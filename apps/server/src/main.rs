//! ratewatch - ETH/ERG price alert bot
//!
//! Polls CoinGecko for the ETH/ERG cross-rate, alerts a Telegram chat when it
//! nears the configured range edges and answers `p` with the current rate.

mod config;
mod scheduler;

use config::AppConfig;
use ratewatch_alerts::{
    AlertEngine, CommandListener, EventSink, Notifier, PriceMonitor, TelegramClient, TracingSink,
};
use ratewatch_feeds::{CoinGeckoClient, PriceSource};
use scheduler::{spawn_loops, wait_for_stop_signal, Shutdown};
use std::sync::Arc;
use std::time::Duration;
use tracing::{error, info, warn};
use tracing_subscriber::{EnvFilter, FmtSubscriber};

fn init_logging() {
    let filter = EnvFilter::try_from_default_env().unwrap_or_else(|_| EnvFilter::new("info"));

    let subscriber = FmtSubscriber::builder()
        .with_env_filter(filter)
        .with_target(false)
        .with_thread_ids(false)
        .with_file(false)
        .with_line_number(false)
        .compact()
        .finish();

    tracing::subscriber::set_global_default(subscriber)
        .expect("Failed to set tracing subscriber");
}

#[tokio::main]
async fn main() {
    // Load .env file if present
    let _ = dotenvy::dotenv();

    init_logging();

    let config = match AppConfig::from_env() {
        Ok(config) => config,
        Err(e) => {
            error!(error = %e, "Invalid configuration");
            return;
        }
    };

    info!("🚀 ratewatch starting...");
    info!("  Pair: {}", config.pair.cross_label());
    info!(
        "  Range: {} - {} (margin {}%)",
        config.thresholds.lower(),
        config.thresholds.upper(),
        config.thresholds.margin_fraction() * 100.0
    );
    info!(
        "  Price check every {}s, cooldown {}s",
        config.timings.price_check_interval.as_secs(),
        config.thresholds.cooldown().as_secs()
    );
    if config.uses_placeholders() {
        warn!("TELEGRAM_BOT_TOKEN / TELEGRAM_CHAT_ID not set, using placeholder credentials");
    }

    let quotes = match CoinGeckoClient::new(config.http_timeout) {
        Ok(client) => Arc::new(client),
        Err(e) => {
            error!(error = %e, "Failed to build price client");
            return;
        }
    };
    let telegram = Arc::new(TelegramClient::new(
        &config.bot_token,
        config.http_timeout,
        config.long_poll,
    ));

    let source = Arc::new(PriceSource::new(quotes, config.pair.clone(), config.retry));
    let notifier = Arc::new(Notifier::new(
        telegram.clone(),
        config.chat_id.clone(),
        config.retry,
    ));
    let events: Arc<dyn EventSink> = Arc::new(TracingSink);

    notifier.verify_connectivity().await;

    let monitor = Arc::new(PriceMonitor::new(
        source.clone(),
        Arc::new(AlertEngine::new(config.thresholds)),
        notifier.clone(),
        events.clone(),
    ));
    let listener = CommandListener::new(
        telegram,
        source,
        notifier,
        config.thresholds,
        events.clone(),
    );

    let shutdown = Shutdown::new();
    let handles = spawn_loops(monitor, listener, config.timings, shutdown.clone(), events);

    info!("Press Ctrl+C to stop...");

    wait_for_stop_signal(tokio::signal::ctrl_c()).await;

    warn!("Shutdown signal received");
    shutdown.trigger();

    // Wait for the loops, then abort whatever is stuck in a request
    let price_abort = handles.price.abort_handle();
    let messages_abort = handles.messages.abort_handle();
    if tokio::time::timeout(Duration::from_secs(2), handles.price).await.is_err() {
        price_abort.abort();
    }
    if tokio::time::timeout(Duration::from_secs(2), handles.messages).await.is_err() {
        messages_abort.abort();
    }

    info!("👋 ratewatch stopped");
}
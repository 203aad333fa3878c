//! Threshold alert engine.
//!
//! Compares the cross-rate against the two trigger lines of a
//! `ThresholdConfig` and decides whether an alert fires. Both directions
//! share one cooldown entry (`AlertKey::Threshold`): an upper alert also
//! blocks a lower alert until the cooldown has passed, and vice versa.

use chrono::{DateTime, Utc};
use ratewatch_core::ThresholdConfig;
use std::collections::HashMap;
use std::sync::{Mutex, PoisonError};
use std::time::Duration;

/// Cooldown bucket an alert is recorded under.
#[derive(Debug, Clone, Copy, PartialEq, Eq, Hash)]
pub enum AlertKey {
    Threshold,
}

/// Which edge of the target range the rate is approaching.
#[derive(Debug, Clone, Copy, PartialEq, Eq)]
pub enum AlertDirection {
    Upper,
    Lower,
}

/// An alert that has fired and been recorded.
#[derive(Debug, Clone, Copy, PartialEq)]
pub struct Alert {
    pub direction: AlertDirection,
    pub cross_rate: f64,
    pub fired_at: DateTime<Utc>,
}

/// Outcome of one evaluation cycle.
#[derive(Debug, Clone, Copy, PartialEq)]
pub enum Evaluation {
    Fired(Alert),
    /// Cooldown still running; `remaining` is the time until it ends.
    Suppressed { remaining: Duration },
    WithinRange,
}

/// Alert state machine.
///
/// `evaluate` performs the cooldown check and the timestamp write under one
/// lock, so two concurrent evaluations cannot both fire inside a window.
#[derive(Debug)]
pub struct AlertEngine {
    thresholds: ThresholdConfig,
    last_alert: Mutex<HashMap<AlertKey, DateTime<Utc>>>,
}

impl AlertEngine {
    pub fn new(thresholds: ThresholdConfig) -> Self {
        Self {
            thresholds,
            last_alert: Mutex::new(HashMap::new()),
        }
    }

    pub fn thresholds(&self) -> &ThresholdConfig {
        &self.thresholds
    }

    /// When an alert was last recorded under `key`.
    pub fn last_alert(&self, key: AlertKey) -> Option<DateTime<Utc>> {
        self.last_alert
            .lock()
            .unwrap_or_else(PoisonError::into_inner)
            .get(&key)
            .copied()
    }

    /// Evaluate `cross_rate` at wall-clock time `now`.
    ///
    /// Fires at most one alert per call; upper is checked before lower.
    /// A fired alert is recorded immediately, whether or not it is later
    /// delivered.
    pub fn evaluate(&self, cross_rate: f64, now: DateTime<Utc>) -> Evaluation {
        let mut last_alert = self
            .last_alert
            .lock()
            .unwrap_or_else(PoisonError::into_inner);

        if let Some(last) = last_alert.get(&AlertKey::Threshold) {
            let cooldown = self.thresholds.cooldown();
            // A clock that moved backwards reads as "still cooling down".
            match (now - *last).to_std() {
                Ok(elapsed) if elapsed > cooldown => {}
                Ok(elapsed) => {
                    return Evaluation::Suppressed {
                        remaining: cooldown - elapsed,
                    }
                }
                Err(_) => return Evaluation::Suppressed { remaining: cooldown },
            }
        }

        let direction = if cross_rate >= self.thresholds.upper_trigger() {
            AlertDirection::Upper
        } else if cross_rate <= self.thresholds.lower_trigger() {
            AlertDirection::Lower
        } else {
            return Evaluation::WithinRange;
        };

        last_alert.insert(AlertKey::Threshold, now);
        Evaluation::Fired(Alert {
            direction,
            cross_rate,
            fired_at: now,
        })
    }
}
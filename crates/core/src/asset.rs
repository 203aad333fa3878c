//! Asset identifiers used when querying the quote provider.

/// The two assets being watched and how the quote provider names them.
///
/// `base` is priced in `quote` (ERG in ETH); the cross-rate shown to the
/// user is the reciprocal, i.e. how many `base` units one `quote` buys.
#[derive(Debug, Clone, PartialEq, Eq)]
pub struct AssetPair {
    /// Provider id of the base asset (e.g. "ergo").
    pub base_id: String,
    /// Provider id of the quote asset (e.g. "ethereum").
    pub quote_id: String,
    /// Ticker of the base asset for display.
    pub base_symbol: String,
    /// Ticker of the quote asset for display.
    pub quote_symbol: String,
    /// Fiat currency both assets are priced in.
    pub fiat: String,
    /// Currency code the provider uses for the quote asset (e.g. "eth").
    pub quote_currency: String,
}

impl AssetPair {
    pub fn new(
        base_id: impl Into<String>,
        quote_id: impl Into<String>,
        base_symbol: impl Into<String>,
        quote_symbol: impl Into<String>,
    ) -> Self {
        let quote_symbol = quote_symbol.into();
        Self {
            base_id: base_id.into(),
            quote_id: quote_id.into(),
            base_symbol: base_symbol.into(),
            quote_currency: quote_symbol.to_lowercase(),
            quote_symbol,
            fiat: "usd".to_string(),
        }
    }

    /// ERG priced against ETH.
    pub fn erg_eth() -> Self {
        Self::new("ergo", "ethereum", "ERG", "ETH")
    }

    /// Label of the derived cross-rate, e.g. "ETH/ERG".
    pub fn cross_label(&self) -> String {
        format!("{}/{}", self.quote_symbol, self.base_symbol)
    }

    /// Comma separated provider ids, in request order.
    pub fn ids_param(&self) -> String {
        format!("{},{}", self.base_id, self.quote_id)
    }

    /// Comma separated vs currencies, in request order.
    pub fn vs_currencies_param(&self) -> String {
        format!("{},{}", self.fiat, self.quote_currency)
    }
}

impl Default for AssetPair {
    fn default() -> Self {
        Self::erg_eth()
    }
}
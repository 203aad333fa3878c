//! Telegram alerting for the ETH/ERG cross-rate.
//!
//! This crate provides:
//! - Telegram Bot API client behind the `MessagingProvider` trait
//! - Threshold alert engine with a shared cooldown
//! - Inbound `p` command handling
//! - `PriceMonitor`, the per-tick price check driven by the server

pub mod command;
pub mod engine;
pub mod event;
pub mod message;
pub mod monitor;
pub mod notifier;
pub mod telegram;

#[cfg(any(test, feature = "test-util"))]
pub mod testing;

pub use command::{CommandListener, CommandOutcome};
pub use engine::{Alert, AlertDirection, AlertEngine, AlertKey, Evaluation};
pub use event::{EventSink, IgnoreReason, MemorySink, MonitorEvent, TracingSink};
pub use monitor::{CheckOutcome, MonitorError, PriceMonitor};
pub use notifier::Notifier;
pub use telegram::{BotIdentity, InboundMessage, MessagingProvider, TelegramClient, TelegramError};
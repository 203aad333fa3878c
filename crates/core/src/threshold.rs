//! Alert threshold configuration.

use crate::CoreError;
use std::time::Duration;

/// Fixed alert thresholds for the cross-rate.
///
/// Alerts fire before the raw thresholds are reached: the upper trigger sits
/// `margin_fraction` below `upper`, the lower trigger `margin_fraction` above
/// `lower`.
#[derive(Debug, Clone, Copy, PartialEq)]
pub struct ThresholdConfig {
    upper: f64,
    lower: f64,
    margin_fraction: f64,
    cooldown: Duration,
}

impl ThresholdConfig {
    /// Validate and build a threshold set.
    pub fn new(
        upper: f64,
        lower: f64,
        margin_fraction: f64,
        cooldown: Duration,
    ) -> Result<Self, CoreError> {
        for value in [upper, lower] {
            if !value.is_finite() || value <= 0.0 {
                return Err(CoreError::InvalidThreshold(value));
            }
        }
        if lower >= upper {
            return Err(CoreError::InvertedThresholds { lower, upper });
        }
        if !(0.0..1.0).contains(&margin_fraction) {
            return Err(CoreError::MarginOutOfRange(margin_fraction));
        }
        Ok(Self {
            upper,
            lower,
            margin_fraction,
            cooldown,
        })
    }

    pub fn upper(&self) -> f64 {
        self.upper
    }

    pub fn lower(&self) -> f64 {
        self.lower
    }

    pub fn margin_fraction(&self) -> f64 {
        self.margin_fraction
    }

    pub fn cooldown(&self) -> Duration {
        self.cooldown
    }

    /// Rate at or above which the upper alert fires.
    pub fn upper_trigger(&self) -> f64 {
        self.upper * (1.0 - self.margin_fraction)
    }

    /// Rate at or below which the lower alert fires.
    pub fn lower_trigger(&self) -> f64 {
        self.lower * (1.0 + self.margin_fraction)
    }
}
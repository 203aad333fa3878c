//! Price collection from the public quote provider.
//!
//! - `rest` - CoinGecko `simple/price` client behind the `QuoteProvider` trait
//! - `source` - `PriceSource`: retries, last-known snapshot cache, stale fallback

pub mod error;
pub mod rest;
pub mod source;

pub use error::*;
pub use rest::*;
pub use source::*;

------------

--- WHAT NEEDS TO BE DONE ---
Extract every line of the records above that contains the word "PoisonError".

--- THE ANSWER ---
use std::sync::{Mutex, PoisonError};
            .unwrap_or_else(PoisonError::into_inner)
            .unwrap_or_else(PoisonError::into_inner);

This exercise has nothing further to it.